Природа, используя конечные средст­ва для достижения бесконечных целей, основала свое здание на столкновении сил. Все конечное нацелено на разру­шение, и только небесный покой царит над сферой действия того, что отрицает само себя. Разрушающей деятельности одной силы должна противодействовать другая, и каждая из них мешает другой достигнуть цели, тем самым обе выпол­няют причудливый замысел природы. Однако она выигрывает эту борьбу, только если рассматривать ее в полном объеме и на протяжении всех ее эпох; иными словами, она равна содержанию ее законов. В каждый отдельный период борьба все еще продолжается, и не имеющее ничего должно довольство­ваться тем, что обладает в высшей сте­пени возможным. Будучи не в состоя­нии выйти из своих границ, одна сила с необходимостью заполняет пустоты другой; и таким образом любая дея­тельность исчерпывает сама себя, без­действие же запрещено, поэтому отдых состоит в смене видов деятельности. Высшая сила требует объединения про­тиворечивых условий. Устойчивое по­стоянство должно сочетаться с беспо­койным напряжением. Но напряже­ние — это огонь, снедающий сам себя; чтобы не утратить интенсивности, оно должно, избавившись от сдерживаю­щей его массы, зарядить энергией ма­териал, которым оно обладает. Кроме того, существуют также силы, дейст­вующие именно благодаря массе; при­меры этого мы находим прежде всего в неживой природе, где действует объединенная энергия отдельных, слу­чайно оказавшихся рядом частей. В случае, когда напряжением завершает­ся восприимчивость, она лишается тем самым услаждающего покоя. Вся­кая энергия требует сопротивления, необходимого для постоянной устойчи­вости, требует большей способности воспринимать, а не отвергать посторон­нее воздействие, большей расположен­ности к претерпеванию и к тому же богатого материала. Этот материал сам по себе настолько нацелен на перера­ботку посторонней энергии, что для него немыслимо собственное самостоя­тельное напряжение. Так, поэтическая сила, создавая в сверкающем огне об­раз за образом, не дает чувствам воспринимать внешние впечатления; в свою очередь чувства, объемля дейст­вительность животворящим теплом, препятствуют стремительному полету в страну вымысла.

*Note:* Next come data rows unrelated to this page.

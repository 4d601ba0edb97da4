//! Error message resolution
//!
//! A failing rule's message is picked from the custom messages by the most
//! specific key available, then its placeholders are filled in:
//!
//! | key                    | example               |
//! |------------------------|-----------------------|
//! | attribute:rule         | `users.0.email:email` |
//! | primary:rule           | `users.*.email:email` |
//! | attribute              | `users.0.email`       |
//! | primary                | `users.*.email`       |
//! | rule                   | `email`               |
//!
//! Without a match the rule's own template is used.

use indexmap::IndexMap;
use serde_json::Value;
use sieve_support::value::{parse_numeric, stringify};

use crate::engine::{Attribute, humanize};
use crate::foundation::Rule;

/// Message lookup settings for one validation.
#[derive(Debug, Clone, Copy)]
pub(crate) struct MessageResolver<'a> {
    pub messages: &'a IndexMap<String, String>,
    pub aliases: &'a IndexMap<String, String>,
    pub separator: &'a str,
    pub humanized: bool,
}

/// The concrete key being reported and where it came from.
#[derive(Debug, Clone, Copy)]
pub(crate) struct Subject<'a> {
    pub attribute: &'a Attribute,
    pub key: &'a str,
    pub captures: &'a [String],
}

impl Subject<'_> {
    fn primary(&self) -> Option<&str> {
        self.attribute.is_wildcard().then(|| self.attribute.key())
    }
}

impl MessageResolver<'_> {
    /// Renders the message for `rule` failing on `value`.
    ///
    /// Rule parameters are substituted after `:attribute` and `:value`, so a
    /// parameter with one of those names shadows the built-in placeholder
    /// (`required_if` renders its own `:value`, not the field's).
    pub fn resolve(&self, subject: Subject<'_>, value: &Value, rule: &dyn Rule) -> String {
        let template = self.template(subject, rule);

        let mut vars = vec![
            ("attribute".to_owned(), self.attribute_name(subject)),
            ("value".to_owned(), stringify(value)),
        ];
        vars.extend(
            rule.parameters()
                .iter()
                .map(|(name, value)| (name.to_owned(), value.to_owned())),
        );
        vars.extend(rule.parameter_texts());

        let message = replace_placeholders(template, &vars);
        replace_captures(message, subject.captures)
    }

    fn template<'t>(&'t self, subject: Subject<'_>, rule: &'t dyn Rule) -> &'t str {
        let rule_key = rule.key();
        let sep = self.separator;
        let primary = subject.primary();

        let mut keys = vec![format!("{}{sep}{rule_key}", subject.key)];
        if let Some(primary) = primary {
            keys.push(format!("{primary}{sep}{rule_key}"));
        }
        keys.push(subject.key.to_owned());
        if let Some(primary) = primary {
            keys.push(primary.to_owned());
        }
        keys.push(rule_key.to_owned());

        keys.iter()
            .find_map(|key| self.messages.get(key))
            .map_or_else(|| rule.message(), String::as_str)
    }

    /// Name substituted for `:attribute`.
    fn attribute_name(&self, subject: Subject<'_>) -> String {
        let from_wildcard = subject.attribute.is_wildcard();
        let own = (!from_wildcard).then(|| subject.attribute.alias()).flatten();

        own.or_else(|| self.aliases.get(subject.key).map(String::as_str))
            .or_else(|| {
                subject
                    .primary()
                    .and_then(|primary| self.aliases.get(primary))
                    .map(String::as_str)
            })
            .map_or_else(
                || {
                    if self.humanized {
                        humanize(subject.key, from_wildcard)
                    } else {
                        subject.key.to_owned()
                    }
                },
                str::to_owned,
            )
    }
}

/// Substitutes `:name` placeholders in one pass. Where names overlap
/// (`:min` and `:min_length`) the longest one wins; between equal names
/// the later entry wins.
fn replace_placeholders(template: &str, vars: &[(String, String)]) -> String {
    let mut out = String::with_capacity(template.len() + 16);
    let mut rest = template;

    while let Some(pos) = rest.find(':') {
        out.push_str(&rest[..pos]);
        let after = &rest[pos + 1..];

        let hit = vars
            .iter()
            .filter(|(name, _)| !name.is_empty() && after.starts_with(name.as_str()))
            .max_by_key(|(name, _)| name.len());

        match hit {
            Some((name, value)) => {
                out.push_str(value);
                rest = &after[name.len()..];
            }
            None => {
                out.push(':');
                rest = after;
            }
        }
    }

    out.push_str(rest);
    out
}

/// `[i]` becomes the i-th capture, `{i}` the capture plus one when numeric.
fn replace_captures(mut message: String, captures: &[String]) -> String {
    for (i, capture) in captures.iter().enumerate() {
        message = message.replace(&format!("[{i}]"), capture);

        let ordinal = format!("{{{i}}}");
        if message.contains(&ordinal)
            && let Some(n) = parse_numeric(capture)
        {
            let trimmed = capture.trim();
            let next = match trimmed.parse::<i64>() {
                Ok(int) => int.checked_add(1).map_or_else(|| capture.clone(), |m| m.to_string()),
                // integer too wide for i64
                Err(_) if trimmed.bytes().all(|b| b.is_ascii_digit()) => capture.clone(),
                Err(_) => (n + 1.0).to_string(),
            };
            message = message.replace(&ordinal, &next);
        }
    }
    message
}

#[cfg(test)]
mod tests {
    use super::*;
    use crate::rules::{between, email, required};
    use serde_json::json;

    fn resolver<'a>(messages: &'a IndexMap<String, String>, aliases: &'a IndexMap<String, String>) -> MessageResolver<'a> {
        MessageResolver {
            messages,
            aliases,
            separator: ":",
            humanized: true,
        }
    }

    #[test]
    fn placeholders_longest_first() {
        let vars = vec![
            ("min".to_owned(), "1".to_owned()),
            ("min_length".to_owned(), "3".to_owned()),
        ];
        assert_eq!(replace_placeholders(":min / :min_length / :max", &vars), "1 / 3 / :max");
    }

    #[test]
    fn substituted_text_is_not_rescanned() {
        let vars = vec![
            ("value".to_owned(), ":attribute".to_owned()),
            ("attribute".to_owned(), "Name".to_owned()),
        ];
        assert_eq!(replace_placeholders(":attribute got :value", &vars), "Name got :attribute");
    }

    #[test]
    fn rule_parameter_shadows_value() {
        let attribute = Attribute::new("vat", vec![]);
        let messages = IndexMap::new();
        let aliases = IndexMap::new();
        let subject = Subject { attribute: &attribute, key: "vat", captures: &[] };

        let rule = crate::rules::required_if("kind", "company");
        let message = resolver(&messages, &aliases).resolve(subject, &json!(null), &rule);
        assert_eq!(message, "The Vat is required if kind has value company");
    }

    #[test]
    fn captures_raw_and_one_based() {
        let captures = vec!["0".to_owned(), "admins".to_owned()];
        let message = replace_captures("Row {0} ([0]) in [1] {1}".to_owned(), &captures);
        assert_eq!(message, "Row 1 (0) in admins {1}");
    }

    #[test]
    fn largest_index_capture_is_kept_as_is() {
        let captures = vec!["9223372036854775807".to_owned(), "18446744073709551615".to_owned()];
        let message = replace_captures("Row {0} of {1}".to_owned(), &captures);
        assert_eq!(message, "Row 9223372036854775807 of 18446744073709551615");
    }

    #[test]
    fn template_priority() {
        let attribute = Attribute::new("users.*.email", vec![Box::new(required())]);
        let aliases = IndexMap::new();
        let rule = required();
        let subject = Subject {
            attribute: &attribute,
            key: "users.0.email",
            captures: &["0".to_owned()],
        };

        let mut messages = IndexMap::new();
        messages.insert("required".to_owned(), "rule".to_owned());
        assert_eq!(resolver(&messages, &aliases).template(subject, &rule), "rule");

        messages.insert("users.*.email".to_owned(), "primary".to_owned());
        assert_eq!(resolver(&messages, &aliases).template(subject, &rule), "primary");

        messages.insert("users.0.email".to_owned(), "attribute".to_owned());
        assert_eq!(resolver(&messages, &aliases).template(subject, &rule), "attribute");

        messages.insert("users.*.email:required".to_owned(), "primary rule".to_owned());
        assert_eq!(resolver(&messages, &aliases).template(subject, &rule), "primary rule");

        messages.insert("users.0.email:required".to_owned(), "attribute rule".to_owned());
        assert_eq!(resolver(&messages, &aliases).template(subject, &rule), "attribute rule");
    }

    #[test]
    fn attribute_names() {
        let plain = Attribute::new("email", vec![Box::new(email())]).with_alias(Some("E-mail".into()));
        let wildcard = Attribute::new("users.*.email", vec![Box::new(email())]);
        let messages = IndexMap::new();
        let mut aliases = IndexMap::new();

        let plain_subject = Subject { attribute: &plain, key: "email", captures: &[] };
        let captures = ["1".to_owned()];
        let wild_subject = Subject { attribute: &wildcard, key: "users.1.email", captures: &captures };

        assert_eq!(resolver(&messages, &aliases).attribute_name(plain_subject), "E-mail");
        assert_eq!(resolver(&messages, &aliases).attribute_name(wild_subject), "Users 2 email");

        aliases.insert("users.*.email".to_owned(), "Member email".to_owned());
        assert_eq!(resolver(&messages, &aliases).attribute_name(wild_subject), "Member email");

        aliases.insert("users.1.email".to_owned(), "Second email".to_owned());
        assert_eq!(resolver(&messages, &aliases).attribute_name(wild_subject), "Second email");

        let no_aliases = IndexMap::new();
        let raw = MessageResolver { humanized: false, ..resolver(&messages, &no_aliases) };
        assert_eq!(raw.attribute_name(wild_subject), "users.1.email");
    }

    #[test]
    fn renders_parameters_and_value() {
        let attribute = Attribute::new("age", vec![]);
        let messages = IndexMap::new();
        let aliases = IndexMap::new();
        let subject = Subject { attribute: &attribute, key: "age", captures: &[] };

        let message = resolver(&messages, &aliases).resolve(subject, &json!(99), &between(18, 65));
        assert_eq!(message, "The Age must be between 18 and 65");

        let mut messages = IndexMap::new();
        messages.insert("between".to_owned(), ":value is outside :min-:max".to_owned());
        let message = resolver(&messages, &aliases).resolve(subject, &json!(99), &between(18, 65));
        assert_eq!(message, "99 is outside 18-65");
    }
}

Мужская сила, предназначенная для оживления, образуется сама собой и благодаря собственному движению. Весь имеющийся в ней материал она преобразует в неделимое единство. Чем материал богаче и сложнее, тем изну­рительнее напряжение и вместе с тем значительнее действие. Материал по своей природе не может быть предназ­начен для соединения. Мужская сила должна быть для материала руководя­щим принципом. Так, заключенная в себе, она направляет свое действие вовне. Оживленная сильным порывом к деятельности, она стремится найти предмет, который можно было бы на­полнить собой; но в этот момент она является только самостоятельностью, лишенной всякой восприимчивости. Та­кое напряжение изнуряет, оно подобно мощному, но быстро исчезающему ду­новению ветра. Вместе с ощущением ослабевающей энергии у нее рождается стремление к восприимчивости, и она с готовностью приходит в спокойное сос­тояние там, где до этого была чисто деятельной. Итак, она есть то, что есть, через себя самоё и свойственную ей форму. Человек, обуреваемы4й жаждой деятельности, чувствует, что он стес­няет сам себя. Наблюдательный его дух помог ему набраться разнообразного опыта на дороге жизни, создать для себя высокие идеалы; многие чувства движут им: то заслуги на поприще созидания нового, к которым его влечет, то участие и сочувствие по отношению к существам, которых он стремится облагородить. Его грудь не может вместить всех этих возвышенных обра­зов, и горячая жажда деятельности увлекает его. Он ищет мир, который соответствовал бы его желанию. Бес­корыстный и далекий от мысли о собст­венном удовольствии, он оплодотворяет этот мир всей полнотой своей силы. Так возникает новое создание, и он ра­достно успокаивается, созерцая своих детей.